In a seminal 2014 study, Dias taught mice to associate a particular smell with a mild foot shock. When those mice had pups, they were raised by a surrogate parent and monitored. Dias showed that the pups, who had never been shocked themselves, would develop sensitivity to the smell their parents had learned to associate with electricity. This was surprising because it suggested that parents pass down more than just the genes they were born with to their children. They were somehow transmitting the effects of life experience as well.
Summarizing the findings of that study, Dias emphasizes that the effects were deeper than behavioural: “their brains devote more real estate towards processing the smell, and their sperm bears imprints of that stress at genes that encode the receptors that detect that very smell”. Dias stresses that, despite what often gets reported, his work is not evidence for Lamarckian inheritance. “Unlike their fathers that become fearful of the smell that was paired with the mild foot shock, to our knowledge the next generation doesn’t inherit a fear of the smell, they inherit a sensitivity. They are more aware of it, but if there is no valence associated with the smell, we do not know.”
More recent work, published by Dias’ team this summer in Biological Psychiatry, shows that, as Dias puts it, “the die is not cast. There is malleability to this process.” Just as you can train a mouse to fear a smell by always pairing it with a mild foot shock, you can eliminate the association by presenting the smell on its own, without a shock. Dias and his team found that this extinction training, which is similar to human cognitive behavioural therapy treatment, stopped the mice from being afraid of the smell. It also stopped their sperm from carrying the molecular markers and stopped their children from having altered brains or developing a sensitivity to the smell. This finding provides hope that breaking the cycle of intergenerational stress is possible.

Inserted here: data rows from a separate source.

use crate::debugger::error::Error;
use crate::debugger::platform::TaskId;

#[cfg(target_os = "linux")]
use nix::errno::Errno;
#[cfg(target_os = "linux")]
use nix::libc::{c_void, siginfo_t};
#[cfg(target_os = "linux")]
use nix::sys;
#[cfg(target_os = "linux")]
use nix::sys::wait::{waitpid, WaitPidFlag, WaitStatus};

/// Single thread of a debugee process. Owns identity only; all trace
/// operations address the thread by its task id.
///
/// A thread context never outlives the process context that discovered it.
pub struct ThreadContext {
    process_id: TaskId,
    thread_id: TaskId,
    #[cfg(windows)]
    process_handle: windows::Win32::Foundation::HANDLE,
}

impl ThreadContext {
    /// Process the thread belongs to.
    pub fn process_id(&self) -> TaskId {
        self.process_id
    }

    /// Task id of this thread.
    pub fn thread_id(&self) -> TaskId {
        self.thread_id
    }

    /// Whether this thread is the main thread of the parent process.
    pub fn is_main_thread(&self) -> bool {
        self.process_id == self.thread_id
    }
}

#[cfg(target_os = "linux")]
impl ThreadContext {
    pub(super) fn new(process_id: TaskId, thread_id: TaskId) -> Self {
        Self {
            process_id,
            thread_id,
        }
    }

    /// Read a machine word at the debugee's virtual address.
    pub fn peek_word(&self, addr: usize) -> Result<i64, Error> {
        sys::ptrace::read(self.thread_id, addr as *mut c_void).map_err(Error::ptrace)
    }

    /// Write a machine word at the debugee's virtual address.
    pub fn poke_word(&self, addr: usize, word: i64) -> Result<(), Error> {
        unsafe { sys::ptrace::write(self.thread_id, addr as *mut c_void, word as *mut c_void) }
            .map_err(Error::ptrace)
    }

    /// Block until the thread is stopped or signaled, then retrieve detailed
    /// signal information.
    pub fn wait_blocking(&self) -> Result<(WaitStatus, Option<siginfo_t>), Error> {
        let status =
            waitpid(self.thread_id, Some(WaitPidFlag::__WALL)).map_err(Error::waitpid)?;
        let info = self.stop_info(status)?;
        Ok((status, info))
    }

    /// Non-blocking variant of [`ThreadContext::wait_blocking`], `None` means
    /// no event available.
    pub fn wait_nonblocking(&self) -> Result<Option<(WaitStatus, Option<siginfo_t>)>, Error> {
        let status = waitpid(
            self.thread_id,
            Some(WaitPidFlag::WNOHANG | WaitPidFlag::__WALL),
        )
        .map_err(Error::waitpid)?;

        if matches!(status, WaitStatus::StillAlive) {
            return Ok(None);
        }
        let info = self.stop_info(status)?;
        Ok(Some((status, info)))
    }

    /// Signal information exists only for signal-delivery-stops; an exited
    /// task has none and the kernel answers ESRCH.
    fn stop_info(&self, status: WaitStatus) -> Result<Option<siginfo_t>, Error> {
        if !matches!(status, WaitStatus::Stopped(_, _)) {
            return Ok(None);
        }

        match sys::ptrace::getsiginfo(self.thread_id) {
            Ok(info) => Ok(Some(info)),
            Err(Errno::ESRCH) => Ok(None),
            Err(e) => Err(Error::ptrace(e)),
        }
    }

    /// Current program counter value.
    pub fn pc(&self) -> Result<u64, Error> {
        sys::ptrace::getregs(self.thread_id)
            .map(|regs| regs.rip)
            .map_err(Error::ptrace)
    }

    /// Set new program counter value.
    pub(super) fn set_pc(&self, value: u64) -> Result<(), Error> {
        let mut regs = sys::ptrace::getregs(self.thread_id).map_err(Error::ptrace)?;
        regs.rip = value;
        sys::ptrace::setregs(self.thread_id, regs).map_err(Error::ptrace)
    }
}

#[cfg(windows)]
impl ThreadContext {
    pub(super) fn new(process_id: TaskId, thread_id: TaskId) -> Result<Self, Error> {
        use windows::Win32::System::Threading::{
            OpenProcess, PROCESS_QUERY_LIMITED_INFORMATION, PROCESS_VM_OPERATION, PROCESS_VM_READ,
            PROCESS_VM_WRITE,
        };

        let process_handle = unsafe {
            OpenProcess(
                PROCESS_QUERY_LIMITED_INFORMATION
                    | PROCESS_VM_OPERATION
                    | PROCESS_VM_READ
                    | PROCESS_VM_WRITE,
                false,
                process_id,
            )
        }
        .map_err(|_| Error::Syscall("OpenProcess", crate::debugger::platform::last_error()))?;

        Ok(Self {
            process_id,
            thread_id,
            process_handle,
        })
    }

    /// Read a machine word at the debugee's virtual address.
    pub fn peek_word(&self, addr: usize) -> Result<i64, Error> {
        use windows::Win32::System::Diagnostics::Debug::ReadProcessMemory;

        let mut word = 0i64;
        unsafe {
            ReadProcessMemory(
                self.process_handle,
                addr as *const std::ffi::c_void,
                &mut word as *mut i64 as *mut std::ffi::c_void,
                std::mem::size_of::<i64>(),
                None,
            )
        }
        .map_err(|_| Error::Syscall("ReadProcessMemory", crate::debugger::platform::last_error()))?;
        Ok(word)
    }

    /// Write a machine word at the debugee's virtual address. The instruction
    /// cache is flushed so every thread observes the new code bytes.
    pub fn poke_word(&self, addr: usize, word: i64) -> Result<(), Error> {
        use windows::Win32::System::Diagnostics::Debug::{
            FlushInstructionCache, WriteProcessMemory,
        };

        unsafe {
            WriteProcessMemory(
                self.process_handle,
                addr as *const std::ffi::c_void,
                &word as *const i64 as *const std::ffi::c_void,
                std::mem::size_of::<i64>(),
                None,
            )
        }
        .map_err(|_| {
            Error::Syscall("WriteProcessMemory", crate::debugger::platform::last_error())
        })?;

        unsafe {
            let _ = FlushInstructionCache(
                self.process_handle,
                Some(addr as *const std::ffi::c_void),
                std::mem::size_of::<i64>(),
            );
        }
        Ok(())
    }
}

#[cfg(windows)]
impl Drop for ThreadContext {
    fn drop(&mut self) {
        unsafe {
            let _ = windows::Win32::Foundation::CloseHandle(self.process_handle);
        }
    }
}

Dias and others in this field have shown convincing evidence that, in mice at least, life experience can affect future generations. But how that happens is still an open question. “We want to understand the nuts and bolts of how information is being transmitted across generations”, he says.
One oft-cited mechanism is DNA methylation, a series of molecular tags on the genome that act as switches. Dias and others have shown that life experience can alter methylation patterns in sperm. But there’s a catch. Every sperm cell undergoes major epigenetic reprogramming that resets these switches at least twice – once at fertilization and once as an embryo.
But perhaps the reprogramming isn’t as complete as commonly thought. Citing work published in the journal Cell in 2015, Dias says that “there were genetic loci associated with obesity and schizophrenia that escaped epigenetic reprogramming.”
It’s also possible that DNA methylation is not what carries the signal across generations at all. Non-coding RNA – bits of genetic material long thought to be irrelevant – have become the topic of intense study as potential messengers of parental trauma. Non-coding RNA is an attractive mechanism because the RNA can pass into sperm cells without being reprogrammed. But their role in development is still mysterious and the research is just beginning.
Dias sees two major hurdles for his field: one is cracking the mystery of mechanism, and the other is figuring out what all this means for human health.
Dias is reticent to draw sweeping conclusions about humans from his work in other mammals. He admits, “disentangling biological inheritance from the contribution of social factors to the human condition is incredibly difficult.” In other words, in humans it’s hard to know if people get traumatized by the way their parents raised them, or by what molecular tags were passed on to them via sperm and egg. One promising line of evidence comes from Michael Kobor, another member of the CIFAR Child & Brain Development program. He has recently published work that suggests marks of early childhood abuse show up in the sperm of adult men. What remains unclear, however, is the extent to which epigenetic messages survive reshuffling before being expressed in their children.
Understanding the balance of nature and nurture in human development is one of the key goals of the Child & Brain Development program, and research conducted by Dias’ team shows that the story may be even yet more complicated than previously thought.